_Problem requirements_
Every record is to be printed exactly as it appears.
*** Records for this task Section Begins ***
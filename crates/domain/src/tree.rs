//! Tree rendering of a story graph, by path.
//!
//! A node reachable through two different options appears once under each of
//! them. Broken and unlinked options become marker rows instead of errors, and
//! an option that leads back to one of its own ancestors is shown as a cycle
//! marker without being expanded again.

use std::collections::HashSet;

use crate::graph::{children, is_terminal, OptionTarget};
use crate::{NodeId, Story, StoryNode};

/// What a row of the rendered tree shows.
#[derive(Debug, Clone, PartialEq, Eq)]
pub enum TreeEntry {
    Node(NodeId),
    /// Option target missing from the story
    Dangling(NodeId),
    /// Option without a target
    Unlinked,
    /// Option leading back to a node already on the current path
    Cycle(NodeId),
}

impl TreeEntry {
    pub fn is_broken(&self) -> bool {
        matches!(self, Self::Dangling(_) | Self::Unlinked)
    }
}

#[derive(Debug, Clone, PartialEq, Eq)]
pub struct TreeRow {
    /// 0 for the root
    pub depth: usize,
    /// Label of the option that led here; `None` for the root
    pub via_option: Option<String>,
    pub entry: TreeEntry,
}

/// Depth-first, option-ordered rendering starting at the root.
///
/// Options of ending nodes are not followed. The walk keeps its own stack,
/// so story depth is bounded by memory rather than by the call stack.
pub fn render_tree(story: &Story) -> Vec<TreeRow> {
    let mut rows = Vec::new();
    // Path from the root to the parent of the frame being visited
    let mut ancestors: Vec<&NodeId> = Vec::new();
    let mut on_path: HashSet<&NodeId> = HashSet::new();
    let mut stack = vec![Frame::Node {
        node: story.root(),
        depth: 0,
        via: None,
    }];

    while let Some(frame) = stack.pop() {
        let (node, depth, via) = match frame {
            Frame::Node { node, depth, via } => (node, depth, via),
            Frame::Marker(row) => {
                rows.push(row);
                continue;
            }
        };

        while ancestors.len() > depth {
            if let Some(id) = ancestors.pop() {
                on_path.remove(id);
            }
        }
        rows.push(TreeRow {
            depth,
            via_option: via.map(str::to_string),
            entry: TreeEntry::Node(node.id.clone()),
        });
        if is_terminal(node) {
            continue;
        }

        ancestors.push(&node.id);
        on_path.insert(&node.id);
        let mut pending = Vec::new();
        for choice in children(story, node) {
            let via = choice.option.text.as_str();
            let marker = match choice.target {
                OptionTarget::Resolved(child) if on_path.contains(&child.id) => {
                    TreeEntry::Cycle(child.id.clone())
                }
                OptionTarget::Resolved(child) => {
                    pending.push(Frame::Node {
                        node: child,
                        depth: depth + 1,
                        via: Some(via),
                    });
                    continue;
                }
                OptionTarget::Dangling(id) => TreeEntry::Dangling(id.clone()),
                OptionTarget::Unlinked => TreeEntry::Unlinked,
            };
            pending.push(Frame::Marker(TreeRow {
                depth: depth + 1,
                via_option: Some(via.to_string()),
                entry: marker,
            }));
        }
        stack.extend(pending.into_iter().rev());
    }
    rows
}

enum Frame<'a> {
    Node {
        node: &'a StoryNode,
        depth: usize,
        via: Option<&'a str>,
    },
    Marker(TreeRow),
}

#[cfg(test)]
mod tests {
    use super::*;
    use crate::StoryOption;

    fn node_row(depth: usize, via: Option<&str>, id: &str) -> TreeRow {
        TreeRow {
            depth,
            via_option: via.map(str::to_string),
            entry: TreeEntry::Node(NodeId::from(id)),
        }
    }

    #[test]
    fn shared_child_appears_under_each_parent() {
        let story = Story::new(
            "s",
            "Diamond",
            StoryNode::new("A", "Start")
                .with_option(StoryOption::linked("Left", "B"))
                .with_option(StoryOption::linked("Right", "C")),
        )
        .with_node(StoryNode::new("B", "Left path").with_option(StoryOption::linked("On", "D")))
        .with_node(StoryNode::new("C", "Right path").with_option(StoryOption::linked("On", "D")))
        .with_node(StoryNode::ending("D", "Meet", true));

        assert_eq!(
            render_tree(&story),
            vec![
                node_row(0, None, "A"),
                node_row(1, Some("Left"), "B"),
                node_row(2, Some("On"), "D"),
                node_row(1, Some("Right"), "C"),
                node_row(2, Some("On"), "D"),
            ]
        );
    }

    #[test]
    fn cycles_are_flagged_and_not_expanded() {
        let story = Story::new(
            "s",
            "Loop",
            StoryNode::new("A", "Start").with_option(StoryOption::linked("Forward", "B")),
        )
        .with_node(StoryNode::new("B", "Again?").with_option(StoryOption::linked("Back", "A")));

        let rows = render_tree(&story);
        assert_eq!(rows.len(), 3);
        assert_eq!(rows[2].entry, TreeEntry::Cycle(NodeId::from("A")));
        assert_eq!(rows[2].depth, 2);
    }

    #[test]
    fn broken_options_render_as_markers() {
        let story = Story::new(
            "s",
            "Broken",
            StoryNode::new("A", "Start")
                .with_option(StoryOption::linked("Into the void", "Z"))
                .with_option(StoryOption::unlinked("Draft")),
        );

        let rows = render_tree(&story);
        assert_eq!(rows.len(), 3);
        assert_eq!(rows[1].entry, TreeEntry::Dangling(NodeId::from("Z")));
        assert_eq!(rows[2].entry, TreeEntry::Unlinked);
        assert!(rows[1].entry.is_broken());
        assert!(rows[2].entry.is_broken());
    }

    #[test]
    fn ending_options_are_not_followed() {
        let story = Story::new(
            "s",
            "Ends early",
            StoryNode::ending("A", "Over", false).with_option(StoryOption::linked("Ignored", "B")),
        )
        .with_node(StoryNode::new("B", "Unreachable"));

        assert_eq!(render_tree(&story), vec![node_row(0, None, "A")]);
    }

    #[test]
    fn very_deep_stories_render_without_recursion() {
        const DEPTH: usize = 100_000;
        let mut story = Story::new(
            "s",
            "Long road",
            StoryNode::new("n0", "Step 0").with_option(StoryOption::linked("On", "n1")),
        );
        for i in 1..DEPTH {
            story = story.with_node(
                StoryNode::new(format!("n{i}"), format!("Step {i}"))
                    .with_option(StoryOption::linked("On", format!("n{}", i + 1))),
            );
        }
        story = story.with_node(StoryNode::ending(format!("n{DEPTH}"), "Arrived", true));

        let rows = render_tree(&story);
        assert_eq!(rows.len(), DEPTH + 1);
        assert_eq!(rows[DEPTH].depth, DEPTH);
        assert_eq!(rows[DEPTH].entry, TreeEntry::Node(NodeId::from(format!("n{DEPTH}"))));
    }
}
*** Records for this task Section Ends ***
_Result for this exercise_
filename crates/domain/src/tree.rs
//! Tree rendering of a story graph, by path.
//!
//! A node reachable through two different options appears once under each of
//! them. Broken and unlinked options become marker rows instead of errors, and
//! an option that leads back to one of its own ancestors is shown as a cycle
//! marker without being expanded again.

use std::collections::HashSet;

use crate::graph::{children, is_terminal, OptionTarget};
use crate::{NodeId, Story, StoryNode};

/// What a row of the rendered tree shows.
#[derive(Debug, Clone, PartialEq, Eq)]
pub enum TreeEntry {
    Node(NodeId),
    /// Option target missing from the story
    Dangling(NodeId),
    /// Option without a target
    Unlinked,
    /// Option leading back to a node already on the current path
    Cycle(NodeId),
}

impl TreeEntry {
    pub fn is_broken(&self) -> bool {
        matches!(self, Self::Dangling(_) | Self::Unlinked)
    }
}

#[derive(Debug, Clone, PartialEq, Eq)]
pub struct TreeRow {
    /// 0 for the root
    pub depth: usize,
    /// Label of the option that led here; `None` for the root
    pub via_option: Option<String>,
    pub entry: TreeEntry,
}

/// Depth-first, option-ordered rendering starting at the root.
///
/// Options of ending nodes are not followed. The walk keeps its own stack,
/// so story depth is bounded by memory rather than by the call stack.
pub fn render_tree(story: &Story) -> Vec<TreeRow> {
    let mut rows = Vec::new();
    // Path from the root to the parent of the frame being visited
    let mut ancestors: Vec<&NodeId> = Vec::new();
    let mut on_path: HashSet<&NodeId> = HashSet::new();
    let mut stack = vec![Frame::Node {
        node: story.root(),
        depth: 0,
        via: None,
    }];

    while let Some(frame) = stack.pop() {
        let (node, depth, via) = match frame {
            Frame::Node { node, depth, via } => (node, depth, via),
            Frame::Marker(row) => {
                rows.push(row);
                continue;
            }
        };

        while ancestors.len() > depth {
            if let Some(id) = ancestors.pop() {
                on_path.remove(id);
            }
        }
        rows.push(TreeRow {
            depth,
            via_option: via.map(str::to_string),
            entry: TreeEntry::Node(node.id.clone()),
        });
        if is_terminal(node) {
            continue;
        }

        ancestors.push(&node.id);
        on_path.insert(&node.id);
        let mut pending = Vec::new();
        for choice in children(story, node) {
            let via = choice.option.text.as_str();
            let marker = match choice.target {
                OptionTarget::Resolved(child) if on_path.contains(&child.id) => {
                    TreeEntry::Cycle(child.id.clone())
                }
                OptionTarget::Resolved(child) => {
                    pending.push(Frame::Node {
                        node: child,
                        depth: depth + 1,
                        via: Some(via),
                    });
                    continue;
                }
                OptionTarget::Dangling(id) => TreeEntry::Dangling(id.clone()),
                OptionTarget::Unlinked => TreeEntry::Unlinked,
            };
            pending.push(Frame::Marker(TreeRow {
                depth: depth + 1,
                via_option: Some(via.to_string()),
                entry: marker,
            }));
        }
        stack.extend(pending.into_iter().rev());
    }
    rows
}

enum Frame<'a> {
    Node {
        node: &'a StoryNode,
        depth: usize,
        via: Option<&'a str>,
    },
    Marker(TreeRow),
}

#[cfg(test)]
mod tests {
    use super::*;
    use crate::StoryOption;

    fn node_row(depth: usize, via: Option<&str>, id: &str) -> TreeRow {
        TreeRow {
            depth,
            via_option: via.map(str::to_string),
            entry: TreeEntry::Node(NodeId::from(id)),
        }
    }

    #[test]
    fn shared_child_appears_under_each_parent() {
        let story = Story::new(
            "s",
            "Diamond",
            StoryNode::new("A", "Start")
                .with_option(StoryOption::linked("Left", "B"))
                .with_option(StoryOption::linked("Right", "C")),
        )
        .with_node(StoryNode::new("B", "Left path").with_option(StoryOption::linked("On", "D")))
        .with_node(StoryNode::new("C", "Right path").with_option(StoryOption::linked("On", "D")))
        .with_node(StoryNode::ending("D", "Meet", true));

        assert_eq!(
            render_tree(&story),
            vec![
                node_row(0, None, "A"),
                node_row(1, Some("Left"), "B"),
                node_row(2, Some("On"), "D"),
                node_row(1, Some("Right"), "C"),
                node_row(2, Some("On"), "D"),
            ]
        );
    }

    #[test]
    fn cycles_are_flagged_and_not_expanded() {
        let story = Story::new(
            "s",
            "Loop",
            StoryNode::new("A", "Start").with_option(StoryOption::linked("Forward", "B")),
        )
        .with_node(StoryNode::new("B", "Again?").with_option(StoryOption::linked("Back", "A")));

        let rows = render_tree(&story);
        assert_eq!(rows.len(), 3);
        assert_eq!(rows[2].entry, TreeEntry::Cycle(NodeId::from("A")));
        assert_eq!(rows[2].depth, 2);
    }

    #[test]
    fn broken_options_render_as_markers() {
        let story = Story::new(
            "s",
            "Broken",
            StoryNode::new("A", "Start")
                .with_option(StoryOption::linked("Into the void", "Z"))
                .with_option(StoryOption::unlinked("Draft")),
        );

        let rows = render_tree(&story);
        assert_eq!(rows.len(), 3);
        assert_eq!(rows[1].entry, TreeEntry::Dangling(NodeId::from("Z")));
        assert_eq!(rows[2].entry, TreeEntry::Unlinked);
        assert!(rows[1].entry.is_broken());
        assert!(rows[2].entry.is_broken());
    }

    #[test]
    fn ending_options_are_not_followed() {
        let story = Story::new(
            "s",
            "Ends early",
            StoryNode::ending("A", "Over", false).with_option(StoryOption::linked("Ignored", "B")),
        )
        .with_node(StoryNode::new("B", "Unreachable"));

        assert_eq!(render_tree(&story), vec![node_row(0, None, "A")]);
    }

    #[test]
    fn very_deep_stories_render_without_recursion() {
        const DEPTH: usize = 100_000;
        let mut story = Story::new(
            "s",
            "Long road",
            StoryNode::new("n0", "Step 0").with_option(StoryOption::linked("On", "n1")),
        );
        for i in 1..DEPTH {
            story = story.with_node(
                StoryNode::new(format!("n{i}"), format!("Step {i}"))
                    .with_option(StoryOption::linked("On", format!("n{}", i + 1))),
            );
        }
        story = story.with_node(StoryNode::ending(format!("n{DEPTH}"), "Arrived", true));

        let rows = render_tree(&story);
        assert_eq!(rows.len(), DEPTH + 1);
        assert_eq!(rows[DEPTH].depth, DEPTH);
        assert_eq!(rows[DEPTH].entry, TreeEntry::Node(NodeId::from(format!("n{DEPTH}"))));
    }
}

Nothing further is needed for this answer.